Постепенно поселок РАНИС становится знаменит. Сюда переезжают писатель Вересаев, композитор Шебалин, музыковед Ламм, поэт Безыменский, нарком Семашко, полярник Шмидт. Две выдающиеся певицы оставляют след в истории кооператива. Антонина Васильевна Нежданова по первому зову соседей готова исполнять на общественной веранде виртуозные рулады. Она объезжает с концертами все деревни Звенигородского уезда - поет охотно и с удовольствием, невзирая на погоду. Не такова оказалась Валерия Владимировна Барсова со своим мужем - «Барсиком». Петь за просто так не любила, в поселке не прижилась и в конце концов продала дачу Сергею Прокофьеву.
Первое серьезное испытание выпало на долю благословенного места в годы сталинских репрессий. Существует карта кооператива, на которой черным цветом вымараны участки репрессированных - это треть (!) поселка. Самая чудовищная история произошла с большевиком Серебряковым. Вышинскому настолько приглянулся участок Леонида Петровича на берегу реки, что он посадил владельца и ровно на следующий день забрал дачу себе. Для соседей Вышинского - Лидовых - эта история, напротив, оказалась спасительной. Когда репрессии коснулись их семьи, Вышинский, по-соседски, приказал: дачу не трогать. Эта информация шла настолько вразрез с общей идеологической установкой на Вышинского-палача, что в книгу не попала. Меж тем дачные истории - это всегда торжество компромиссов и полутонов. Даже и совершеннейших чудовищ дача может сделать человечнее. А некоторые глубоко порядочные люди именно в дачном быту проявляют себя как самые отъявленные свиньи.

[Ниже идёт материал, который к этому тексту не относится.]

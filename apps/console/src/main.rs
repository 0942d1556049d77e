use std::sync::Arc;

use anyhow::Context;
use clap::{Parser, Subcommand};
use rpchat_chats::{MessageId, RoomId};
use rpchat_config::{load as load_config, AppConfig};
use rpchat_gateway::{ChannelStatus, GatewayClient};
use rpchat_runtime::{
    telemetry, ChatSession, CommandDispatcher, CommandError, CommandResult, ConfirmationPrompt,
    EditDraft, FixedAnswer, IntrospectionLoader,
};
use tracing::info;

mod console;
mod render;

use console::{follow, report, Lines};

#[derive(Parser)]
#[command(name = "rpchat")]
#[command(about = "Roleplay chat session client (console by default)")]
struct Cli {
    /// Backend API base URL, overriding the configuration
    #[arg(long, global = true)]
    base_url: Option<String>,

    #[command(subcommand)]
    command: Option<Commands>,
}

#[derive(Subcommand)]
enum Commands {
    /// Start the interactive console (default)
    Console {
        /// Room to open on start
        room: Option<RoomId>,
    },
    /// Print a room's transcript and follow it live
    Watch { room: RoomId },
    /// Send a message as the room's acting participant
    Send { room: RoomId, content: String },
    /// Replace a message's content
    Edit { message: MessageId, content: String },
    /// Delete a message
    Delete {
        message: MessageId,
        /// Skip the confirmation prompt
        #[arg(long)]
        yes: bool,
    },
    /// Regenerate the AI replies to the latest human message
    Regenerate { room: RoomId },
    /// Delete every message in a room
    Clear {
        room: RoomId,
        /// Skip the confirmation prompt
        #[arg(long)]
        yes: bool,
    },
    /// Show the LLM calls made for a message
    Logs {
        message: MessageId,
        /// Entry to expand, starting at 1
        #[arg(long)]
        expand: Option<usize>,
    },
    /// Show the orchestrator's decision steps for a message
    Decisions { message: MessageId },
}

#[tokio::main]
async fn main() -> anyhow::Result<()> {
    let cli = Cli::parse();

    telemetry::init_tracing().context("failed to initialise tracing")?;

    let mut config = load_config().context("failed to load configuration")?;
    if let Some(base_url) = cli.base_url {
        config.api.base_url = base_url.trim_end_matches('/').to_string();
    }

    let client = GatewayClient::from_config(&config.api).context("failed to create API client")?;
    info!(base_url = client.base_url(), "using backend");

    match cli.command.unwrap_or(Commands::Console { room: None }) {
        Commands::Console { room } => console::run(client, config, room).await,
        Commands::Watch { room } => watch(client, config, room).await,
        Commands::Send { room, content } => send(client, config, room, content).await,
        Commands::Edit { message, content } => edit(client, message, content).await,
        Commands::Delete { message, yes } => delete(client, message, yes).await,
        Commands::Regenerate { room } => regenerate(client, config, room).await,
        Commands::Clear { room, yes } => clear(client, config, room, yes).await,
        Commands::Logs { message, expand } => logs(client, message, expand).await,
        Commands::Decisions { message } => decisions(client, message).await,
    }
}

async fn open(client: GatewayClient, config: &AppConfig, room: RoomId) -> anyhow::Result<ChatSession> {
    ChatSession::open(client, room, config)
        .await
        .with_context(|| format!("failed to open room {room}"))
}

fn prompt(yes: bool) -> Box<dyn ConfirmationPrompt> {
    if yes {
        Box::new(FixedAnswer(true))
    } else {
        Box::new(Lines::from_stdin())
    }
}

async fn watch(client: GatewayClient, config: AppConfig, room: RoomId) -> anyhow::Result<()> {
    let session = Arc::new(open(client, &config, room).await?);
    let follower = follow(Arc::clone(&session));

    let mut changes = session.subscribe();
    tokio::select! {
        _ = rpchat_runtime::shutdown_signal() => {}
        _ = async {
            while changes.changed().await.is_ok() {
                if matches!(session.status().await, ChannelStatus::NotLive { .. }) {
                    break;
                }
            }
        } => {}
    }

    // Let the follower print the final status before stopping it.
    tokio::task::yield_now().await;
    session.close();
    follower.abort();
    Ok(())
}

async fn send(
    client: GatewayClient,
    config: AppConfig,
    room: RoomId,
    content: String,
) -> anyhow::Result<()> {
    let session = open(client.clone(), &config, room).await?;
    let dispatcher = CommandDispatcher::new(client);
    dispatcher.set_input(content);

    let result = dispatcher.send(&session).await;
    session.close();
    finish(result.map(|_| "Sent".to_string()))
}

async fn edit(client: GatewayClient, message: MessageId, content: String) -> anyhow::Result<()> {
    let dispatcher = CommandDispatcher::new(client);
    dispatcher.start_edit(EditDraft::new(message, content));
    finish(dispatcher.save_edit().await.map(|_| "Edit submitted".to_string()))
}

async fn delete(client: GatewayClient, message: MessageId, yes: bool) -> anyhow::Result<()> {
    let dispatcher = CommandDispatcher::new(client);
    let result = dispatcher.delete(message, prompt(yes).as_ref()).await;
    finish(result.map(|_| "Deleted".to_string()))
}

async fn regenerate(client: GatewayClient, config: AppConfig, room: RoomId) -> anyhow::Result<()> {
    let session = open(client.clone(), &config, room).await?;
    let dispatcher = CommandDispatcher::new(client);

    let result = dispatcher.regenerate(&session, None).await;
    session.close();
    finish(result.map(|response| {
        format!(
            "{} ({} replies removed)",
            response.status, response.deleted_count
        )
    }))
}

async fn clear(client: GatewayClient, config: AppConfig, room: RoomId, yes: bool) -> anyhow::Result<()> {
    let session = open(client.clone(), &config, room).await?;
    let dispatcher = CommandDispatcher::new(client);

    let result = dispatcher.clear_history(&session, prompt(yes).as_ref()).await;
    session.close();
    finish(result.map(|_| "History cleared".to_string()))
}

async fn logs(client: GatewayClient, message: MessageId, expand: Option<usize>) -> anyhow::Result<()> {
    let mut overlay = IntrospectionLoader::new(client).load_logs(message).await;
    if let Some(entry) = expand {
        overlay.toggle(entry.saturating_sub(1));
    }
    print!("{}", render::logs(&overlay));
    Ok(())
}

async fn decisions(client: GatewayClient, message: MessageId) -> anyhow::Result<()> {
    let overlay = IntrospectionLoader::new(client).load_decisions(message).await;
    print!("{}", render::decisions(&overlay));
    Ok(())
}

/// Print the outcome; failures also set a non-zero exit status.
fn finish(result: CommandResult<String>) -> anyhow::Result<()> {
    if let Err(error) = &result {
        if !matches!(error, CommandError::NotConfirmed) {
            return Err(anyhow::anyhow!(error.user_message()));
        }
    }
    report(result);
    Ok(())
}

Вообще «Наша Николина Гора» - это, в первую очередь, рассказ о человеке во всей его красоте и неприглядности. Николина Гора - мистическое место, по которому проходил и проходит незримый водораздел между «хорошо» и «плохо». Кто по какую сторону баррикад, иногда было вполне очевидно. Многие, скажем, отказывались вступать в члены кооператива на «вымаранные» участки - а многие ведь соглашались. Сейчас, когда кооператив раскололся на два неравных лагеря в споре о том, стоит ли вырубать остатки девственного леса, многие делают вид, что эта граница не столь понятна. Что ж, это вполне в никологорских традициях.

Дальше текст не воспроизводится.